Cold November Rain


You’d think the knowledge that I’ll be moving home soon would eliminate my pesky homesickness right?

I mean, this time next year I’ll be looking forward to a long weekend, the Macys parade, football and leftover cranberries and stuffing. I’ll be cuddled up with my husband and son, possibly watching snow falling outside, enjoying the mini-vacation that preludes December and New Years festivities.

But now, here, in the present, I’m having another autumn devoid of cornstalks and hayrides. No scarecrows, no mounds of little pumpkins and gourds, no rich tapestry of red and gold leaves.
Halloween isn’t an anticipated night of costumes, candy and trick-or-treating.
Thanksgiving doesn’t exist to break the bleak weather with the warm glow of family and gratitude.
This hits me every year around the end of November. This constant lump in my throat, this longing for home.
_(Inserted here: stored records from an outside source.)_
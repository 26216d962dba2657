// Copyright 2025 dentsusoken
//
// Licensed under the Apache License, Version 2.0 (the "License");
// you may not use this file except in compliance with the License.
// You may obtain a copy of the License at
//
//     http://www.apache.org/licenses/LICENSE-2.0
//
// Unless required by applicable law or agreed to in writing, software
// distributed under the License is distributed on an "AS IS" BASIS,
// WITHOUT WARRANTIES OR CONDITIONS OF ANY KIND, either express or implied.
// See the License for the specific language governing permissions and
// limitations under the License.

mod common;
use adoptium_api::error::ApiError;
use adoptium_api::filter::{ReleaseFilter, VersionRangeFilter};
use adoptium_api::models::{Ecosystem, ReleaseType, Vendor};
use adoptium_api::sort::{ReleaseSorter, SortMethod, SortOrder};
use adoptium_api::version::{SemverParser, VersionParser, VersionRange, compare_versions};
use common::fixtures::release;
use std::cmp::Ordering;

fn parse(version: &str) -> adoptium_api::models::VersionData {
    VersionParser::parse(version, false, true).unwrap()
}

#[test]
fn test_semver_round_trip() {
    let corpus = [
        ("18.0.2.1+1", "18.0.2+101"),
        ("18.0.2+9", "18.0.2+9"),
        ("18.0.1+10", "18.0.1+10"),
        ("18+36", "18.0.0+36"),
        ("17.0.4.1+1", "17.0.4+101"),
        ("17.0.4+8", "17.0.4+8"),
        ("17.0.3+7", "17.0.3+7"),
        ("17.0.2+8", "17.0.2+8"),
        ("17.0.1+12", "17.0.1+12"),
        ("17+35", "17.0.0+35"),
        ("11.0.16.1+1", "11.0.16+101"),
        ("11.0.16+8", "11.0.16+8"),
        ("11.0.15+10", "11.0.15+10"),
        ("11.0.14.1+1", "11.0.14+101"),
        ("11.0.14+9", "11.0.14+9"),
        ("11.0.13+8", "11.0.13+8"),
        ("11.0.12+7", "11.0.12+7"),
        ("1.8.0_345-b01", "8.0.345+1"),
        ("1.8.0_342-b07", "8.0.342+7"),
        ("1.8.0_332-b09", "8.0.332+9"),
        ("1.8.0_322-b06", "8.0.322+6"),
        ("1.8.0_312-b07", "8.0.312+7"),
        ("1.8.0_302-b08", "8.0.302+8"),
        ("19-beta+36", "19.0.0-beta+36"),
        // timestamps travel in `optional`, after the adopt build number
        ("1.8.0_352-202208301423-b04", "8.0.352+4.0.202208301423"),
        ("11.0.16-beta+7-202206271301", "11.0.16-beta+7.0.202206271301"),
        ("19-beta+36-202208270349", "19.0.0-beta+36.0.202208270349"),
    ];

    for (legacy, semver) in corpus {
        let from_legacy = VersionParser::parse(legacy, true, true).unwrap();
        let from_semver = SemverParser::parse_adopt_semver(semver).unwrap();
        assert_eq!(from_legacy, from_semver, "{legacy} vs {semver}");
        assert_eq!(from_legacy.optional, from_semver.optional, "{legacy} optional");

        // The normalized display string parses back to the same version
        let reparsed = VersionParser::parse(&from_semver.openjdk_version, false, true).unwrap();
        assert_eq!(reparsed, from_semver, "{semver} display string");
    }

    let stamped = SemverParser::parse_adopt_semver("8.0.352+4.0.202208301423").unwrap();
    assert_eq!(stamped.adopt_build_number, Some(0));
    assert_eq!(stamped.optional.as_deref(), Some("202208301423"));
}

#[test]
fn test_documented_range_examples() {
    let cases = [
        ("[11.0.1.1,)", "11.0.1.2+4", true),
        ("[11.0.1.1,)", "11.0.1+4", false),
        ("(,11.0.1.1+4)", "11.0.1+4", true),
        ("(,11.0.1.1+4)", "11.0.1.1+4", false),
        ("[11.0.2+4,)", "11.0.2+5", true),
        ("[11.0.2+4,)", "11.0.1+4", false),
    ];

    for (spec, version, expected) in cases {
        let range = VersionRange::parse(spec).unwrap();
        assert_eq!(range.contains(&parse(version)), expected, "{spec} {version}");
    }
}

#[test]
fn test_invalid_specs_rejected_by_filter() {
    for spec in ["", "8]", "[8", "[]", "foo", "[foo]", "[8.0.1]foo"] {
        let err = VersionRangeFilter::new(spec, false).unwrap_err();
        assert!(
            matches!(err, ApiError::InvalidVersionRange(_) | ApiError::VersionParse(_)),
            "{spec}: {err:?}"
        );
        assert!(err.is_client_error());
    }
}

#[test]
fn test_filter_matches_corpus() {
    let at_8_0_1 = parse("8.0.1");
    for spec in [
        "8.0.1", "[8.0.1]", "[8.0.1,]", "[,8.0.1]", "[8.0.1,8.0.3]", "[8.0.1,)", "[,8.0.2)",
        "[8,9)", "(8,]", "(,8.0.1]", "(8,9]", "(8,)", "(,8.0.3)", "(8,8.0.3)",
    ] {
        let filter = VersionRangeFilter::new(spec, false).unwrap();
        assert!(filter.test(&at_8_0_1), "{spec} should contain 8.0.1");
    }

    let at_8_0_3 = parse("8.0.3");
    for spec in ["(8.0.3)", "[8.0.1]", "[8.0.4,]", "(,8.0.3)", "[,8.0.2]", "(8.0.3,)"] {
        let filter = VersionRangeFilter::new(spec, false).unwrap();
        assert!(!filter.test(&at_8_0_3), "{spec} should not contain 8.0.3");
    }
}

#[test]
fn test_sort_ties_broken_by_release_name() {
    let a = release("jdk-17.0.4+8-a", "17.0.4+8", ReleaseType::Ga, "2022-07-22T00:00:00Z");
    let b = release("jdk-17.0.4+8-b", "17.0.4+8", ReleaseType::Ga, "2022-07-22T00:00:00Z");

    for method in [SortMethod::Default, SortMethod::Date] {
        let mut releases = vec![b.clone(), a.clone()];
        ReleaseSorter::sort(&mut releases, SortOrder::Asc, method);
        assert_eq!(releases[0].release_name, "jdk-17.0.4+8-a");

        ReleaseSorter::sort(&mut releases, SortOrder::Desc, method);
        assert_eq!(releases[0].release_name, "jdk-17.0.4+8-b");
    }
}

#[test]
fn test_vendor_synonym_property() {
    let mut stored_adoptium = release("jdk-21+35", "21+35", ReleaseType::Ga, "2023-09-19T00:00:00Z");
    stored_adoptium.vendor = Vendor::Adoptium;
    let stored_eclipse = release("jdk-21+35", "21+35", ReleaseType::Ga, "2023-09-19T00:00:00Z");

    let eclipse = ReleaseFilter::new(Ecosystem::Adoptium, vec![21]).vendor(Vendor::Eclipse);
    let adoptium = ReleaseFilter::new(Ecosystem::Adoptium, vec![21]).vendor(Vendor::Adoptium);

    assert!(eclipse.test(&stored_adoptium));
    assert!(adoptium.test(&stored_eclipse));
}

#[test]
fn test_comparator_is_a_total_order_over_corpus() {
    let versions: Vec<_> = [
        "8.0.345+1",
        "11.0.15+10",
        "11.0.16+8",
        "11.0.16.1+1",
        "17-beta+20",
        "17+35",
        "17.0.4+8",
    ]
    .iter()
    .map(|v| parse(v))
    .collect();

    for (i, a) in versions.iter().enumerate() {
        for (j, b) in versions.iter().enumerate() {
            assert_eq!(compare_versions(a, b), i.cmp(&j), "{a} vs {b}");
            assert_eq!(compare_versions(b, a), compare_versions(a, b).reverse());
        }
    }
    assert_eq!(compare_versions(&versions[0], &versions[0]), Ordering::Equal);
}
December in Belgium is a festive month, kicking off with Sinterklaas on the 6th and continuing through Christmas, New Years and often not fully settling back down until the end of January.
Those days are full of spiced wine, rich foods, sweet treats, outdoor Christmas markets (which I adore), and overall good cheer. Those are the days I’ll probably miss in America where repetetive music, gaudy lights and commercialism have redefined “holiday spirit.”

But now, here, in the present, I stare out the window, imagining my family: my mother spending the whole day preparing the turkey, my father cleaning the house for the guests, my brother and sister-in-law, my grandpa, my aunt, uncle and cousins arriving in a flurry of bulky coats, settling down around the table to squabble over the crispy corner pieces of baked stuffing or to praise this year’s new recipe, my grandpa snoring in front of the television while the other men yell at the football game and the women clear the table and do the dishes.

I think of those things, images hovering over me like a warm fleece blanket, a blanket that never quite settles on my shoulders, a blanket that waits for me across hundreds of miles of Atlantic Ocean.

And the lump stays stuck in my throat.


2 responses »

  1. Once you’ve lived in different countries…you’ll always miss the other one at some moments for some aspects while you appreciate the place where you’ll live for other things. The perfect place does not exist anymore because you’ve left a bit of your heart elsewhere.